EXERCISE BRIEF
I need all of the entries printed exactly.

Saved entries:
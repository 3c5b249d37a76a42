//! Project file access.
//!
//! The locator, diagnostics and fix code never touch the filesystem directly;
//! they go through the [`ProjectFiles`] trait. [`FsProject`] implements it on
//! a real directory tree, and the `test-utils` feature adds an in-memory
//! implementation for tests.
//!
//! Discovery walks the tree in file-name order without following symlinks,
//! skipping anything matched by the configured exclude globs.

pub mod lock;

pub use lock::DocumentLock;

use crate::utils::fs::{create_new, safe_write};
use anyhow::{Context, Result};
use glob::Pattern;
use std::path::{Path, PathBuf};
use tracing::{debug, trace};
use walkdir::WalkDir;

/// File operations the analysis and fix code need from a project.
pub trait ProjectFiles {
    /// The project root, if one is known.
    fn root(&self) -> Option<&Path>;

    /// Every file under the root whose file name is one of `names`.
    ///
    /// Order is deterministic. Without a root the result is empty.
    fn find_named(&self, names: &[String]) -> Result<Vec<PathBuf>>;

    /// Read the whole file as UTF-8.
    fn read(&self, path: &Path) -> Result<String>;

    /// Replace the content of `path`, creating it if needed.
    fn write(&self, path: &Path, content: &str) -> Result<()>;

    /// Create `path` with `content` unless it exists. Returns whether it was created.
    fn create(&self, path: &Path, content: &str) -> Result<bool>;

    /// Take an exclusive edit lock on `path`, if the backend supports locking.
    fn lock_for_edit(&self, _path: &Path) -> Result<Option<DocumentLock>> {
        Ok(None)
    }
}

/// A project rooted at a directory on disk.
#[derive(Debug, Clone)]
pub struct FsProject {
    root: Option<PathBuf>,
    exclude: Vec<Pattern>,
    locks_dir: PathBuf,
}

impl FsProject {
    /// Create a project for `root` with glob `exclude` patterns.
    ///
    /// Patterns are matched against paths relative to the root.
    ///
    /// # Errors
    ///
    /// Returns an error if an exclude pattern is not a valid glob.
    pub fn new(root: Option<PathBuf>, exclude: &[String]) -> Result<Self> {
        let exclude = exclude
            .iter()
            .map(|p| Pattern::new(p).with_context(|| format!("Invalid exclude pattern: {p}")))
            .collect::<Result<Vec<_>>>()?;

        Ok(Self {
            root,
            exclude,
            locks_dir: DocumentLock::default_dir(),
        })
    }

    /// Use `dir` for edit lock files instead of the system temp directory.
    #[must_use]
    pub fn with_locks_dir(mut self, dir: PathBuf) -> Self {
        self.locks_dir = dir;
        self
    }

    /// Every file under the root matching one of the glob `patterns`.
    ///
    /// # Errors
    ///
    /// Returns an error if a pattern is invalid or the tree cannot be walked.
    pub fn find_matching(&self, patterns: &[String]) -> Result<Vec<PathBuf>> {
        let patterns = patterns
            .iter()
            .map(|p| Pattern::new(p).with_context(|| format!("Invalid source pattern: {p}")))
            .collect::<Result<Vec<_>>>()?;

        self.walk(|relative| patterns.iter().any(|p| p.matches_path(relative)))
    }

    fn walk(&self, mut keep: impl FnMut(&Path) -> bool) -> Result<Vec<PathBuf>> {
        let Some(root) = &self.root else {
            return Ok(Vec::new());
        };

        let mut found = Vec::new();
        let walker = WalkDir::new(root)
            .follow_links(false)
            .sort_by_file_name()
            .into_iter()
            .filter_entry(|entry| !self.is_excluded(root, entry.path(), entry.file_type().is_dir()));

        for entry in walker {
            let entry = entry.with_context(|| format!("Failed to walk {}", root.display()))?;
            if !entry.file_type().is_file() {
                continue;
            }
            let relative = entry.path().strip_prefix(root).unwrap_or(entry.path());
            if keep(relative) {
                trace!("Discovered {}", relative.display());
                found.push(entry.into_path());
            }
        }

        debug!("Discovered {} files under {}", found.len(), root.display());
        Ok(found)
    }

    fn is_excluded(&self, root: &Path, path: &Path, is_dir: bool) -> bool {
        let Ok(relative) = path.strip_prefix(root) else {
            return false;
        };
        if relative.as_os_str().is_empty() {
            return false;
        }
        // A directory is pruned when everything below it would be excluded.
        let probe = if is_dir { relative.join("x") } else { relative.to_path_buf() };
        self.exclude
            .iter()
            .any(|pattern| pattern.matches_path(relative) || pattern.matches_path(&probe))
    }
}

impl ProjectFiles for FsProject {
    fn root(&self) -> Option<&Path> {
        self.root.as_deref()
    }

    fn find_named(&self, names: &[String]) -> Result<Vec<PathBuf>> {
        self.walk(|relative| {
            relative
                .file_name()
                .and_then(|name| name.to_str())
                .is_some_and(|name| names.iter().any(|n| n == name))
        })
    }

    fn read(&self, path: &Path) -> Result<String> {
        std::fs::read_to_string(path).with_context(|| format!("Failed to read {}", path.display()))
    }

    fn write(&self, path: &Path, content: &str) -> Result<()> {
        safe_write(path, content)
    }

    fn create(&self, path: &Path, content: &str) -> Result<bool> {
        create_new(path, content)
    }

    fn lock_for_edit(&self, path: &Path) -> Result<Option<DocumentLock>> {
        DocumentLock::acquire(&self.locks_dir, path).map(Some)
    }
}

SOLUTION BELOW
repository 3c5b249d37a76a42
//! Project file access.
//!
//! The locator, diagnostics and fix code never touch the filesystem directly;
//! they go through the [`ProjectFiles`] trait. [`FsProject`] implements it on
//! a real directory tree, and the `test-utils` feature adds an in-memory
//! implementation for tests.
//!
//! Discovery walks the tree in file-name order without following symlinks,
//! skipping anything matched by the configured exclude globs.

pub mod lock;

pub use lock::DocumentLock;

use crate::utils::fs::{create_new, safe_write};
use anyhow::{Context, Result};
use glob::Pattern;
use std::path::{Path, PathBuf};
use tracing::{debug, trace};
use walkdir::WalkDir;

/// File operations the analysis and fix code need from a project.
pub trait ProjectFiles {
    /// The project root, if one is known.
    fn root(&self) -> Option<&Path>;

    /// Every file under the root whose file name is one of `names`.
    ///
    /// Order is deterministic. Without a root the result is empty.
    fn find_named(&self, names: &[String]) -> Result<Vec<PathBuf>>;

    /// Read the whole file as UTF-8.
    fn read(&self, path: &Path) -> Result<String>;

    /// Replace the content of `path`, creating it if needed.
    fn write(&self, path: &Path, content: &str) -> Result<()>;

    /// Create `path` with `content` unless it exists. Returns whether it was created.
    fn create(&self, path: &Path, content: &str) -> Result<bool>;

    /// Take an exclusive edit lock on `path`, if the backend supports locking.
    fn lock_for_edit(&self, _path: &Path) -> Result<Option<DocumentLock>> {
        Ok(None)
    }
}

/// A project rooted at a directory on disk.
#[derive(Debug, Clone)]
pub struct FsProject {
    root: Option<PathBuf>,
    exclude: Vec<Pattern>,
    locks_dir: PathBuf,
}

impl FsProject {
    /// Create a project for `root` with glob `exclude` patterns.
    ///
    /// Patterns are matched against paths relative to the root.
    ///
    /// # Errors
    ///
    /// Returns an error if an exclude pattern is not a valid glob.
    pub fn new(root: Option<PathBuf>, exclude: &[String]) -> Result<Self> {
        let exclude = exclude
            .iter()
            .map(|p| Pattern::new(p).with_context(|| format!("Invalid exclude pattern: {p}")))
            .collect::<Result<Vec<_>>>()?;

        Ok(Self {
            root,
            exclude,
            locks_dir: DocumentLock::default_dir(),
        })
    }

    /// Use `dir` for edit lock files instead of the system temp directory.
    #[must_use]
    pub fn with_locks_dir(mut self, dir: PathBuf) -> Self {
        self.locks_dir = dir;
        self
    }

    /// Every file under the root matching one of the glob `patterns`.
    ///
    /// # Errors
    ///
    /// Returns an error if a pattern is invalid or the tree cannot be walked.
    pub fn find_matching(&self, patterns: &[String]) -> Result<Vec<PathBuf>> {
        let patterns = patterns
            .iter()
            .map(|p| Pattern::new(p).with_context(|| format!("Invalid source pattern: {p}")))
            .collect::<Result<Vec<_>>>()?;

        self.walk(|relative| patterns.iter().any(|p| p.matches_path(relative)))
    }

    fn walk(&self, mut keep: impl FnMut(&Path) -> bool) -> Result<Vec<PathBuf>> {
        let Some(root) = &self.root else {
            return Ok(Vec::new());
        };

        let mut found = Vec::new();
        let walker = WalkDir::new(root)
            .follow_links(false)
            .sort_by_file_name()
            .into_iter()
            .filter_entry(|entry| !self.is_excluded(root, entry.path(), entry.file_type().is_dir()));

        for entry in walker {
            let entry = entry.with_context(|| format!("Failed to walk {}", root.display()))?;
            if !entry.file_type().is_file() {
                continue;
            }
            let relative = entry.path().strip_prefix(root).unwrap_or(entry.path());
            if keep(relative) {
                trace!("Discovered {}", relative.display());
                found.push(entry.into_path());
            }
        }

        debug!("Discovered {} files under {}", found.len(), root.display());
        Ok(found)
    }

    fn is_excluded(&self, root: &Path, path: &Path, is_dir: bool) -> bool {
        let Ok(relative) = path.strip_prefix(root) else {
            return false;
        };
        if relative.as_os_str().is_empty() {
            return false;
        }
        // A directory is pruned when everything below it would be excluded.
        let probe = if is_dir { relative.join("x") } else { relative.to_path_buf() };
        self.exclude
            .iter()
            .any(|pattern| pattern.matches_path(relative) || pattern.matches_path(&probe))
    }
}

impl ProjectFiles for FsProject {
    fn root(&self) -> Option<&Path> {
        self.root.as_deref()
    }

    fn find_named(&self, names: &[String]) -> Result<Vec<PathBuf>> {
        self.walk(|relative| {
            relative
                .file_name()
                .and_then(|name| name.to_str())
                .is_some_and(|name| names.iter().any(|n| n == name))
        })
    }

    fn read(&self, path: &Path) -> Result<String> {
        std::fs::read_to_string(path).with_context(|| format!("Failed to read {}", path.display()))
    }

    fn write(&self, path: &Path, content: &str) -> Result<()> {
        safe_write(path, content)
    }

    fn create(&self, path: &Path, content: &str) -> Result<bool> {
        create_new(path, content)
    }

    fn lock_for_edit(&self, path: &Path) -> Result<Option<DocumentLock>> {
        DocumentLock::acquire(&self.locks_dir, path).map(Some)
    }
}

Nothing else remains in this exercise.